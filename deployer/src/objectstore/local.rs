//! Filesystem-backed `ObjectStore`, keyed the way
//! `shuttle_common::storage_manager::StorageManager` lays out its paths.
//! Used as the default/dev backend and in tests; `s3::S3ObjectStore` is
//! the production swap-in that speaks real presigned URLs.
//!
//! There is no origin HTTP server in front of this store (the REST
//! surface is out of scope), so a "signed URL" here is an HMAC-signed,
//! expiry-stamped token over a `local://` path rather than a real
//! fetchable URL. `verify` lets a test (standing in for that absent HTTP
//! layer) check a token the way a real handler would.

use std::path::{Path, PathBuf};
use std::time::Duration;

use async_trait::async_trait;
use bytes::Bytes;
use chrono::Utc;
use futures::{StreamExt, TryStreamExt};
use hmac::{Hmac, Mac};
use sha2::Sha256;
use tokio::io::AsyncWriteExt;
use tokio_util::io::ReaderStream;

use super::{ByteStream, ObjectStore, ObjectStoreError, SignedUrl};

type HmacSha256 = Hmac<Sha256>;

#[derive(Clone)]
pub struct LocalObjectStore {
    root: PathBuf,
    signing_key: Vec<u8>,
}

impl LocalObjectStore {
    pub fn new(root: impl Into<PathBuf>, signing_key: impl Into<Vec<u8>>) -> Self {
        Self {
            root: root.into(),
            signing_key: signing_key.into(),
        }
    }

    fn path_for(&self, key: &str) -> PathBuf {
        self.root.join(key)
    }

    fn sign(&self, method: &str, key: &str, expire_unix: i64) -> String {
        let mut mac = HmacSha256::new_from_slice(&self.signing_key).expect("any key length is valid for HMAC-SHA256");
        mac.update(format!("{method}:{key}:{expire_unix}").as_bytes());
        hex_encode(&mac.finalize().into_bytes())
    }

    fn signed_url(&self, method: &str, key: &str, filename: Option<&str>, expire: Duration) -> SignedUrl {
        let expire_at = Utc::now() + chrono::Duration::from_std(expire).unwrap_or_default();
        let sig = self.sign(method, key, expire_at.timestamp());
        let filename_part = filename
            .map(|f| format!("&filename={}", urlencode(f)))
            .unwrap_or_default();
        SignedUrl {
            url: format!(
                "local://{key}?method={method}&exp={}&sig={sig}{filename_part}",
                expire_at.timestamp()
            ),
            expire: expire_at,
        }
    }

    /// Verifies a token produced by `signed_url`. Stands in for the
    /// signature check a real HTTP handler in front of this store would do.
    pub fn verify(&self, url: &str, expected_method: &str) -> bool {
        let Some(rest) = url.strip_prefix("local://") else {
            return false;
        };
        let Some((key, query)) = rest.split_once('?') else {
            return false;
        };
        let params: std::collections::HashMap<_, _> = query
            .split('&')
            .filter_map(|kv| kv.split_once('='))
            .collect();
        let (Some(method), Some(exp), Some(sig)) =
            (params.get("method"), params.get("exp"), params.get("sig"))
        else {
            return false;
        };
        if *method != expected_method {
            return false;
        }
        let Ok(exp_ts) = exp.parse::<i64>() else {
            return false;
        };
        if exp_ts < Utc::now().timestamp() {
            return false;
        }
        self.sign(method, key, exp_ts) == **sig
    }
}

fn hex_encode(bytes: &[u8]) -> String {
    bytes.iter().map(|b| format!("{b:02x}")).collect()
}

fn urlencode(s: &str) -> String {
    s.chars()
        .map(|c| if c.is_ascii_alphanumeric() || matches!(c, '.' | '-' | '_') { c.to_string() } else { format!("%{:02X}", c as u32) })
        .collect()
}

async fn ensure_parent(path: &Path) -> std::io::Result<()> {
    if let Some(parent) = path.parent() {
        tokio::fs::create_dir_all(parent).await?;
    }
    Ok(())
}

#[async_trait]
impl ObjectStore for LocalObjectStore {
    async fn put_object(&self, key: &str, mut stream: ByteStream) -> Result<(), ObjectStoreError> {
        let path = self.path_for(key);
        ensure_parent(&path)
            .await
            .map_err(|e| ObjectStoreError::Backend(e.into()))?;

        let mut file = tokio::fs::File::create(&path)
            .await
            .map_err(|e| ObjectStoreError::Backend(e.into()))?;

        while let Some(chunk) = stream.next().await {
            let chunk = chunk.map_err(|e| ObjectStoreError::Backend(e.into()))?;
            file.write_all(&chunk)
                .await
                .map_err(|e| ObjectStoreError::Backend(e.into()))?;
        }
        file.flush().await.map_err(|e| ObjectStoreError::Backend(e.into()))?;
        Ok(())
    }

    async fn get_object(&self, key: &str) -> Result<ByteStream, ObjectStoreError> {
        let path = self.path_for(key);
        let file = tokio::fs::File::open(&path).await.map_err(|e| {
            if e.kind() == std::io::ErrorKind::NotFound {
                ObjectStoreError::ObjectNotFound
            } else {
                ObjectStoreError::Backend(e.into())
            }
        })?;

        let stream = ReaderStream::new(file).map_ok(Bytes::from).map_err(|e| e as std::io::Error);
        Ok(Box::pin(stream))
    }

    async fn stat_object(&self, key: &str) -> Result<u64, ObjectStoreError> {
        let path = self.path_for(key);
        let meta = tokio::fs::metadata(&path).await.map_err(|e| {
            if e.kind() == std::io::ErrorKind::NotFound {
                ObjectStoreError::ObjectNotFound
            } else {
                ObjectStoreError::Backend(e.into())
            }
        })?;
        Ok(meta.len())
    }

    async fn delete_object(&self, key: &str) -> Result<(), ObjectStoreError> {
        let path = self.path_for(key);
        match tokio::fs::remove_file(&path).await {
            Ok(()) => Ok(()),
            Err(e) if e.kind() == std::io::ErrorKind::NotFound => Ok(()),
            Err(e) => Err(ObjectStoreError::Backend(e.into())),
        }
    }

    async fn get_request(
        &self,
        key: &str,
        filename: &str,
        expire: Duration,
    ) -> Result<SignedUrl, ObjectStoreError> {
        Ok(self.signed_url("GET", key, Some(filename), expire))
    }

    async fn put_request(&self, key: &str, expire: Duration) -> Result<SignedUrl, ObjectStoreError> {
        Ok(self.signed_url("PUT", key, None, expire))
    }

    async fn delete_request(
        &self,
        key: &str,
        expire: Duration,
    ) -> Result<SignedUrl, ObjectStoreError> {
        Ok(self.signed_url("DELETE", key, None, expire))
    }

    async fn health_check(&self) -> Result<(), ObjectStoreError> {
        tokio::fs::create_dir_all(&self.root)
            .await
            .map_err(|e| ObjectStoreError::Backend(e.into()))
    }
}

#[cfg(test)]
mod tests {
    use super::*;

    fn store() -> (LocalObjectStore, tempfile::TempDir) {
        let dir = tempfile::tempdir().unwrap();
        (LocalObjectStore::new(dir.path(), b"test-signing-key".to_vec()), dir)
    }

    #[tokio::test]
    async fn put_then_get_roundtrips() {
        let (store, _dir) = store();
        let data = Bytes::from_static(b"hello world");
        let stream: ByteStream = Box::pin(futures::stream::iter(vec![Ok(data.clone())]));
        store.put_object("images/t/a", stream).await.unwrap();

        assert_eq!(store.stat_object("images/t/a").await.unwrap(), data.len() as u64);

        let mut read_stream = store.get_object("images/t/a").await.unwrap();
        let mut collected = Vec::new();
        while let Some(chunk) = read_stream.next().await {
            collected.extend_from_slice(&chunk.unwrap());
        }
        assert_eq!(collected, data.to_vec());
    }

    #[tokio::test]
    async fn missing_object_is_distinguished() {
        let (store, _dir) = store();
        let err = store.stat_object("nope").await.unwrap_err();
        assert!(matches!(err, ObjectStoreError::ObjectNotFound));
    }

    #[tokio::test]
    async fn delete_is_idempotent() {
        let (store, _dir) = store();
        store.delete_object("nope").await.unwrap();
    }

    #[tokio::test]
    async fn signed_url_verifies_and_expires() {
        let (store, _dir) = store();
        let signed = store
            .get_request("images/t/a", "app.bin", Duration::from_secs(60))
            .await
            .unwrap();
        assert!(store.verify(&signed.url, "GET"));
        assert!(!store.verify(&signed.url, "PUT"));

        let expired = store.signed_url("GET", "images/t/a", None, Duration::from_secs(0));
        // Sleep isn't needed: exp == now is already not in the future by the
        // time verify() runs.
        std::thread::sleep(std::time::Duration::from_millis(1100));
        assert!(!store.verify(&expired.url, "GET"));
    }
}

******************************

[PROBLEM] After locating the line holding "fn store() ->" above, output exactly that line and every line after it through the line holding "let stream: ByteStream". Include nothing else.

[PROBLEM SOLUTION]
    fn store() -> (LocalObjectStore, tempfile::TempDir) {
        let dir = tempfile::tempdir().unwrap();
        (LocalObjectStore::new(dir.path(), b"test-signing-key".to_vec()), dir)
    }

    #[tokio::test]
    async fn put_then_get_roundtrips() {
        let (store, _dir) = store();
        let data = Bytes::from_static(b"hello world");
        let stream: ByteStream = Box::pin(futures::stream::iter(vec![Ok(data.clone())]));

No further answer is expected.